The Record High Lottery: Why Your Portfolio Is a Government Hostage

in #article10 hours ago

The Record High Lottery: Why Your Portfolio Is a Government Hostage

The S&P 500 closed above 6,700 for the first time ever on Tuesday. By Thursday, it had kissed another record. The Dow did the same. The Nasdaq—naturally—joined the party. And in the middle of all this champagne-popping and confetti-throwing, the United States federal government shut down for the first time in seven years because Congress couldn't pass a funding bill.

Nobody cared.

Let me say that again: the government ceased operating, and the market shrugged like a teenager asked to clean their room. The Russell 2000 and Dow hit intraday records on Thursday. Palantir dropped 7.5% on battlefield system flaws, sure, but the indices kept grinding. Tom Lee—the same Tom Lee who called this year's bull run—came out swinging with a 7,000 S&P 500 target by December, adding helpfully that investors "would not lean bearish because of shutdowns."

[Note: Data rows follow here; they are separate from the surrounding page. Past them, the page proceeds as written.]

use criterion::{criterion_group, criterion_main, BenchmarkId, Criterion};
use optpair::{OptionPair, Schedule};
use rand::{Rng, SeedableRng};

/// Generates `count` pairs with each slot present about half the time
fn random_pairs(count: usize) -> Vec<OptionPair<u32, u32>> {
    let mut rng = rand::rngs::SmallRng::seed_from_u64(0);
    (0..count)
        .map(|_| {
            let left = rng.gen_bool(0.5).then(|| rng.gen());
            let right = rng.gen_bool(0.5).then(|| rng.gen());
            OptionPair::of(left, right)
        })
        .collect()
}

fn bench_reduce(c: &mut Criterion) {
    let pairs = random_pairs(1024);

    c.bench_function("reduce", |b| {
        b.iter(|| {
            pairs
                .iter()
                .filter_map(|p| p.reduce(u32::wrapping_add))
                .fold(0u32, u32::wrapping_add)
        })
    });
}

fn bench_combine(c: &mut Criterion) {
    // configuration of criterion
    let mut bench_group = c.benchmark_group("then_combine");
    // filter noise more noise
    bench_group.noise_threshold(0.05);

    let pairs = random_pairs(64);

    for schedule in [Schedule::Inline, Schedule::Background] {
        let name = format!("{schedule:?}");
        bench_group.bench_with_input(BenchmarkId::from_parameter(name), &pairs, |b, pairs| {
            b.iter(|| {
                pairs
                    .iter()
                    .map(|p| p.then_combine_on(schedule, u32::wrapping_add))
                    .collect::<Vec<_>>()
                    .into_iter()
                    .filter_map(|task| task.wait().ok().flatten())
                    .count()
            })
        });
    }

    bench_group.finish();
}

criterion_group! {benches, bench_reduce, bench_combine}
criterion_main!(benches);
//! Binary crate for the `ecomonitor` command-line tool.
//!
//! This crate focuses on:
//! - Parsing CLI arguments
//! - Interactive credential configuration
//! - Printing canonical JSON for each data family

use clap::Parser;
use tracing_subscriber::EnvFilter;

mod cli;

#[tokio::main]
async fn main() -> anyhow::Result<()> {
    tracing_subscriber::fmt()
        .with_env_filter(EnvFilter::try_from_default_env().unwrap_or_else(|_| EnvFilter::new("info")))
        .init();

    let cmd = cli::Cli::parse();
    cmd.run().await
}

Here's what we're being asked to accept: that a government shutdown—an event that historically tanks sentiment, freezes data releases, and generally makes everyone nervous—is now priced in as irrelevant. That AI hype is such rocket fuel that you can literally cancel the monthly jobs report (which did happen, by the way) and traders will just... buy more tech. That all-time highs during a fiscal crisis are normal, rational, and completely fine.

This is the environment we're in. Price discovery has been replaced by momentum worship. Risk assessment has been swapped out for "Well, it worked yesterday." The whole machine runs on one assumption: that nothing will break because nothing has broken yet.

Let's talk about what's actually happening. The indices are rising not because of earnings blowouts or revolutionary economic data—they're rising because liquidity is everywhere and there's nowhere else to put it. Bonds? The 10-year is hovering around the low-to-mid 4% range after the April chaos pushed it down to 3.86%. That's still not attractive enough when the Nasdaq is printing 0.4% days like it's dispensing receipts. Cash? Inflation is stubborn, unemployment is ticking up, and sitting in money markets feels like watching a parade from your living room.

So everyone's in equities. All at once. Buying the same handful of mega-cap names and AI proxies, convinced that if the music stops, someone else will be left standing when the chairs run out.

The government shutdown is instructive here, not because it's catastrophic on its own—it isn't—but because of what the market's reaction reveals. We've entered a phase where fundamentals are decorative. Congress can't fund basic operations, data releases vanish into the void, and the response from Wall Street is to buy more. This is not confidence. This is inertia dressed up as optimism.

And then there's the Fed, quietly sitting in the background like a parent who's given up enforcing bedtime. Earlier this year, they shuttered their dedicated crypto oversight program. In August, they announced they'd sunset the "novel activities supervision program" and fold everything back into normal supervisory processes. Translation: we're done pretending we can control this. The central bank that spent 2023 and early 2024 trying to regulate stablecoins and monitor crypto-asset risks has effectively thrown up its hands. They withdrew guidance on crypto activities for banks. They stopped pretending dollar tokens needed special supervision.

You know what that tells me? That the Fed is more worried about keeping the traditional system afloat than policing the fringe. That they're prioritizing rate cuts—three more expected this year, ranging from 50 to 100 basis points depending on who you ask—over everything else. That they've accepted the risk-on trade as permanent, or at least too big to stop.

So here we are. Records every other day. A government that can't keep the lights on. A Fed that's quietly retreating from oversight. And an investor base that's convinced the only direction is up because, well, look at the chart.

What happens when the music actually stops? When the shutdown drags long enough that economic data goes dark for real, when sentiment finally cracks, when one of these overextended AI names misses and the whole structure wobbles?

I don't know. But I know this: the market is priced for perfection in a world that's falling apart in slow motion. And that gap—between where we are and where we should be—gets wider every time someone hits "buy" on another all-time high.

Enjoy the records. Just remember: every lottery ticket feels like a winner until the numbers come up.